● DATA FOR THIS TASK:
►
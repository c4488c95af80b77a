//! Countdown model
//!
//! Holds the remaining time of a countdown slide and the rules that derive it
//! from a [`CountdownConfig`] and decrement it once per tick.

use chrono::{DateTime, Local, NaiveDateTime, TimeZone, Utc};
use serde::{Deserialize, Serialize};

pub const SECONDS_PER_MINUTE: i64 = 60;
pub const SECONDS_PER_HOUR: i64 = 60 * SECONDS_PER_MINUTE;
pub const SECONDS_PER_DAY: i64 = 24 * SECONDS_PER_HOUR;

/// Upper bound for the days figure when counting down to a date
pub const MAX_DAYS: i64 = 99;

const MILLIS_PER_HOUR: f64 = 60.0 * 60.0 * 1000.0;

/// User supplied countdown inputs
///
/// `until` wins over the unit fields when it names a moment in the future.
/// The unit fields are taken as-is otherwise; `hours` is meant to stay below
/// 24 and `minutes`/`seconds` below 60 but nothing enforces it.
#[derive(Debug, Clone, Default, PartialEq, Eq, Serialize, Deserialize)]
pub struct CountdownConfig {
    #[serde(default)]
    pub days: i64,
    #[serde(default)]
    pub hours: i64,
    #[serde(default)]
    pub minutes: i64,
    #[serde(default)]
    pub seconds: i64,
    #[serde(default)]
    pub until: Option<String>,
}

impl CountdownConfig {
    pub fn new(days: i64, hours: i64, minutes: i64, seconds: i64) -> Self {
        Self {
            days,
            hours,
            minutes,
            seconds,
            until: None,
        }
    }

    pub fn until(mut self, until: impl Into<String>) -> Self {
        self.until = Some(until.into());
        self
    }

    /// Target instant, if `until` is set and readable.
    ///
    /// Accepts RFC 3339 timestamps as well as offset-less date-times, which
    /// are read in the local time zone.
    pub fn target(&self) -> Option<DateTime<Utc>> {
        let until = self.until.as_deref()?.trim();
        if until.is_empty() {
            return None;
        }

        if let Ok(dt) = DateTime::parse_from_rfc3339(until) {
            return Some(dt.with_timezone(&Utc));
        }

        ["%Y-%m-%dT%H:%M:%S%.f", "%Y-%m-%dT%H:%M", "%Y-%m-%d %H:%M:%S"]
            .iter()
            .find_map(|fmt| NaiveDateTime::parse_from_str(until, fmt).ok())
            .and_then(|naive| Local.from_local_datetime(&naive).single())
            .map(|dt| dt.with_timezone(&Utc))
    }
}

/// What a single tick did to the countdown
#[derive(Debug, Clone, Copy, PartialEq, Eq)]
pub enum TickOutcome {
    /// One second was taken off and time remains
    Counted,
    /// One second was taken off and the countdown is now at zero
    Finished,
    /// Nothing left to count; the timer should be cancelled
    Idle,
}

/// Remaining time of a countdown
///
/// `total_seconds` is authoritative. The unit fields are a decomposition kept
/// for display and are only decremented through the seconds/minutes rollover,
/// so hours may dip below zero when days remain.
#[derive(Debug, Clone, Copy, Default, PartialEq, Eq)]
pub struct Countdown {
    days: i64,
    hours: i64,
    minutes: i64,
    seconds: i64,
    total_seconds: i64,
}

impl Countdown {
    pub fn new(days: i64, hours: i64, minutes: i64, seconds: i64) -> Self {
        Self {
            days,
            hours,
            minutes,
            seconds,
            total_seconds: days
                .saturating_mul(SECONDS_PER_DAY)
                .saturating_add(hours.saturating_mul(SECONDS_PER_HOUR))
                .saturating_add(minutes.saturating_mul(SECONDS_PER_MINUTE))
                .saturating_add(seconds),
        }
    }

    /// Derive the starting countdown for `config` as seen at `now`.
    pub fn initialize(config: &CountdownConfig, now: DateTime<Utc>) -> Self {
        match config.target() {
            Some(target) if target > now => {
                let millis = (target - now).num_milliseconds() as f64;
                Self::from_hours(millis / MILLIS_PER_HOUR)
            }
            _ => {
                if config.until.as_deref().is_some_and(|s| !s.trim().is_empty()) {
                    log::debug!(
                        "ignoring until={:?}: not a future date-time",
                        config.until
                    );
                }
                Self::new(config.days, config.hours, config.minutes, config.seconds)
            }
        }
    }

    /// Split a duration expressed in (fractional) hours into figures.
    ///
    /// Float rounding can leave the split up to one second short of the
    /// exact duration, e.g. 13 s may come out as 12 s.
    fn from_hours(diff: f64) -> Self {
        let (days, hours) = if diff >= 24.0 {
            let diff_days = diff / 24.0;
            let days = if diff_days >= MAX_DAYS as f64 {
                MAX_DAYS
            } else {
                diff_days.floor() as i64
            };
            (days, (diff_days.fract() * 24.0).floor() as i64)
        } else {
            (0, diff.floor() as i64)
        };

        let minutes = diff.fract() * 60.0;
        let seconds = minutes.fract() * 60.0;

        Self::new(days, hours, minutes.floor() as i64, seconds.floor() as i64)
    }

    pub fn days(&self) -> i64 {
        self.days
    }

    pub fn hours(&self) -> i64 {
        self.hours
    }

    pub fn minutes(&self) -> i64 {
        self.minutes
    }

    pub fn seconds(&self) -> i64 {
        self.seconds
    }

    pub fn total_seconds(&self) -> i64 {
        self.total_seconds
    }

    pub fn is_finished(&self) -> bool {
        self.total_seconds <= 0
    }

    /// Take one second off.
    pub fn tick(&mut self) -> TickOutcome {
        if self.total_seconds <= 0 {
            return TickOutcome::Idle;
        }

        self.seconds -= 1;

        if self.minutes >= 0 && self.seconds < 0 {
            self.seconds = 59;
            self.minutes -= 1;
        }

        if self.hours >= 0 && self.minutes < 0 {
            self.minutes = 59;
            self.hours -= 1;
        }

        self.total_seconds -= 1;

        if self.total_seconds == 0 {
            TickOutcome::Finished
        } else {
            TickOutcome::Counted
        }
    }
}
◄
Among the entries above, how many lines hold the word "zero"? Reply with only that number.

2